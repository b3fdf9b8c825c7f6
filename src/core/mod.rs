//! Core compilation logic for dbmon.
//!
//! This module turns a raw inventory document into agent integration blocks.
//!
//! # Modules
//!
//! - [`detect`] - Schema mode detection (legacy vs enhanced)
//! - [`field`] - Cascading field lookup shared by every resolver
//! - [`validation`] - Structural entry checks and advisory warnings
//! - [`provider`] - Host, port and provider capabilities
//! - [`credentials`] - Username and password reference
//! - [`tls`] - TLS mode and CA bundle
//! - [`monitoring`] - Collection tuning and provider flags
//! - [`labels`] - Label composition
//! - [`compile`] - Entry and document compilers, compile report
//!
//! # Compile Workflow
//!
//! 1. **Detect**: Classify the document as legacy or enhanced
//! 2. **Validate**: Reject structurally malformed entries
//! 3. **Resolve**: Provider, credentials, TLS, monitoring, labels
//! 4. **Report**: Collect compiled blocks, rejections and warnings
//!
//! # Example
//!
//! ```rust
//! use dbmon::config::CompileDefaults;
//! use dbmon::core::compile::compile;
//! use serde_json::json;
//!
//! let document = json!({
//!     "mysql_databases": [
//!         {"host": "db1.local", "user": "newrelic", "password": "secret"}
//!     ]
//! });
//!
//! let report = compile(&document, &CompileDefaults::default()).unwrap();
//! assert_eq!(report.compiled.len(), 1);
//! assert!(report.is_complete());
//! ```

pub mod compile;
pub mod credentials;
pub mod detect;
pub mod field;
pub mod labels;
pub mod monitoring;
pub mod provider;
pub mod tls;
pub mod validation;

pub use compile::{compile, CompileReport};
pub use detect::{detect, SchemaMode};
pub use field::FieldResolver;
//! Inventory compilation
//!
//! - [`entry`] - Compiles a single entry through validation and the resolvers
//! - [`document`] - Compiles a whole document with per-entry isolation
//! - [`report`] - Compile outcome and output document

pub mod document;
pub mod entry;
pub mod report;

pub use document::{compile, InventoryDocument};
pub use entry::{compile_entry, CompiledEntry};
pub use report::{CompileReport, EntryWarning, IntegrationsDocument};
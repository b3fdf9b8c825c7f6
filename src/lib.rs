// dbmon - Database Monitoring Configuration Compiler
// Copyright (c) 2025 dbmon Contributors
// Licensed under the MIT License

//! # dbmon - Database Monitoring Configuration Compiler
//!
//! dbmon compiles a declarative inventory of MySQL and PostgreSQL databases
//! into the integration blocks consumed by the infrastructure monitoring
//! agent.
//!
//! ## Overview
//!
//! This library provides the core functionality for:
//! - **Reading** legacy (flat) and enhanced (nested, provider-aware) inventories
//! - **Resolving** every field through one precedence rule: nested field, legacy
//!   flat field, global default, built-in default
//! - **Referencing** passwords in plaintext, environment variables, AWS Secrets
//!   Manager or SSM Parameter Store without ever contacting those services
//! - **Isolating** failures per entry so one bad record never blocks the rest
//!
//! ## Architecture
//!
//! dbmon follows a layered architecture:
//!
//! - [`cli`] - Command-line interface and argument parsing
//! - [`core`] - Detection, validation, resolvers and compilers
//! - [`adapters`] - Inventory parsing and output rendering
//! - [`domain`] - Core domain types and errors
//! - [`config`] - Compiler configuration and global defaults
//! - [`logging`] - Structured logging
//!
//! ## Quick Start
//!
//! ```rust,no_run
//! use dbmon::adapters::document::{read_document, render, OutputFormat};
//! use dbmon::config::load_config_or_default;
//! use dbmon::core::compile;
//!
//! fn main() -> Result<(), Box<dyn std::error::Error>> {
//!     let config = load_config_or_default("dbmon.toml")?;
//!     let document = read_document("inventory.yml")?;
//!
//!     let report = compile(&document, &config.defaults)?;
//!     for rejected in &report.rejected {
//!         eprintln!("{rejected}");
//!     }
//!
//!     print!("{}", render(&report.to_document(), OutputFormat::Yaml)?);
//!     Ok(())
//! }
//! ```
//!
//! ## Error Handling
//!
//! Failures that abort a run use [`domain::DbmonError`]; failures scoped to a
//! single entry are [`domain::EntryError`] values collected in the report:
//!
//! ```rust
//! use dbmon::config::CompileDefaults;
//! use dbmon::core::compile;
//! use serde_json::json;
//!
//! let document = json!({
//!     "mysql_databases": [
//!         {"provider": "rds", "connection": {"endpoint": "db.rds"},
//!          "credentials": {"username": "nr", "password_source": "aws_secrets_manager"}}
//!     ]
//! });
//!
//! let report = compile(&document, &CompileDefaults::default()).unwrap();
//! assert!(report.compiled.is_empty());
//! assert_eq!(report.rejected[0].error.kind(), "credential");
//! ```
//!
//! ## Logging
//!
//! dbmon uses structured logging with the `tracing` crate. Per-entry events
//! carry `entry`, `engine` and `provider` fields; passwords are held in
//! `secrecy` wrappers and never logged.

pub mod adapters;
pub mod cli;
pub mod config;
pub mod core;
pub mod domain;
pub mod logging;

##########

The full listing, retyped exactly, is the expected answer.

repository b3fdf9b8c825c7f6
filename src/core/mod.rs
//! Core compilation logic for dbmon.
//!
//! This module turns a raw inventory document into agent integration blocks.
//!
//! # Modules
//!
//! - [`detect`] - Schema mode detection (legacy vs enhanced)
//! - [`field`] - Cascading field lookup shared by every resolver
//! - [`validation`] - Structural entry checks and advisory warnings
//! - [`provider`] - Host, port and provider capabilities
//! - [`credentials`] - Username and password reference
//! - [`tls`] - TLS mode and CA bundle
//! - [`monitoring`] - Collection tuning and provider flags
//! - [`labels`] - Label composition
//! - [`compile`] - Entry and document compilers, compile report
//!
//! # Compile Workflow
//!
//! 1. **Detect**: Classify the document as legacy or enhanced
//! 2. **Validate**: Reject structurally malformed entries
//! 3. **Resolve**: Provider, credentials, TLS, monitoring, labels
//! 4. **Report**: Collect compiled blocks, rejections and warnings
//!
//! # Example
//!
//! ```rust
//! use dbmon::config::CompileDefaults;
//! use dbmon::core::compile::compile;
//! use serde_json::json;
//!
//! let document = json!({
//!     "mysql_databases": [
//!         {"host": "db1.local", "user": "newrelic", "password": "secret"}
//!     ]
//! });
//!
//! let report = compile(&document, &CompileDefaults::default()).unwrap();
//! assert_eq!(report.compiled.len(), 1);
//! assert!(report.is_complete());
//! ```

pub mod compile;
pub mod credentials;
pub mod detect;
pub mod field;
pub mod labels;
pub mod monitoring;
pub mod provider;
pub mod tls;
pub mod validation;

pub use compile::{compile, CompileReport};
pub use detect::{detect, SchemaMode};
pub use field::FieldResolver;
//! Inventory compilation
//!
//! - [`entry`] - Compiles a single entry through validation and the resolvers
//! - [`document`] - Compiles a whole document with per-entry isolation
//! - [`report`] - Compile outcome and output document

pub mod document;
pub mod entry;
pub mod report;

pub use document::{compile, InventoryDocument};
pub use entry::{compile_entry, CompiledEntry};
pub use report::{CompileReport, EntryWarning, IntegrationsDocument};
repository b3fdf9b8c825c7f6
filename src/lib.rs
// dbmon - Database Monitoring Configuration Compiler
// Copyright (c) 2025 dbmon Contributors
// Licensed under the MIT License

//! # dbmon - Database Monitoring Configuration Compiler
//!
//! dbmon compiles a declarative inventory of MySQL and PostgreSQL databases
//! into the integration blocks consumed by the infrastructure monitoring
//! agent.
//!
//! ## Overview
//!
//! This library provides the core functionality for:
//! - **Reading** legacy (flat) and enhanced (nested, provider-aware) inventories
//! - **Resolving** every field through one precedence rule: nested field, legacy
//!   flat field, global default, built-in default
//! - **Referencing** passwords in plaintext, environment variables, AWS Secrets
//!   Manager or SSM Parameter Store without ever contacting those services
//! - **Isolating** failures per entry so one bad record never blocks the rest
//!
//! ## Architecture
//!
//! dbmon follows a layered architecture:
//!
//! - [`cli`] - Command-line interface and argument parsing
//! - [`core`] - Detection, validation, resolvers and compilers
//! - [`adapters`] - Inventory parsing and output rendering
//! - [`domain`] - Core domain types and errors
//! - [`config`] - Compiler configuration and global defaults
//! - [`logging`] - Structured logging
//!
//! ## Quick Start
//!
//! ```rust,no_run
//! use dbmon::adapters::document::{read_document, render, OutputFormat};
//! use dbmon::config::load_config_or_default;
//! use dbmon::core::compile;
//!
//! fn main() -> Result<(), Box<dyn std::error::Error>> {
//!     let config = load_config_or_default("dbmon.toml")?;
//!     let document = read_document("inventory.yml")?;
//!
//!     let report = compile(&document, &config.defaults)?;
//!     for rejected in &report.rejected {
//!         eprintln!("{rejected}");
//!     }
//!
//!     print!("{}", render(&report.to_document(), OutputFormat::Yaml)?);
//!     Ok(())
//! }
//! ```
//!
//! ## Error Handling
//!
//! Failures that abort a run use [`domain::DbmonError`]; failures scoped to a
//! single entry are [`domain::EntryError`] values collected in the report:
//!
//! ```rust
//! use dbmon::config::CompileDefaults;
//! use dbmon::core::compile;
//! use serde_json::json;
//!
//! let document = json!({
//!     "mysql_databases": [
//!         {"provider": "rds", "connection": {"endpoint": "db.rds"},
//!          "credentials": {"username": "nr", "password_source": "aws_secrets_manager"}}
//!     ]
//! });
//!
//! let report = compile(&document, &CompileDefaults::default()).unwrap();
//! assert!(report.compiled.is_empty());
//! assert_eq!(report.rejected[0].error.kind(), "credential");
//! ```
//!
//! ## Logging
//!
//! dbmon uses structured logging with the `tracing` crate. Per-entry events
//! carry `entry`, `engine` and `provider` fields; passwords are held in
//! `secrecy` wrappers and never logged.

pub mod adapters;
pub mod cli;
pub mod config;
pub mod core;
pub mod domain;
pub mod logging;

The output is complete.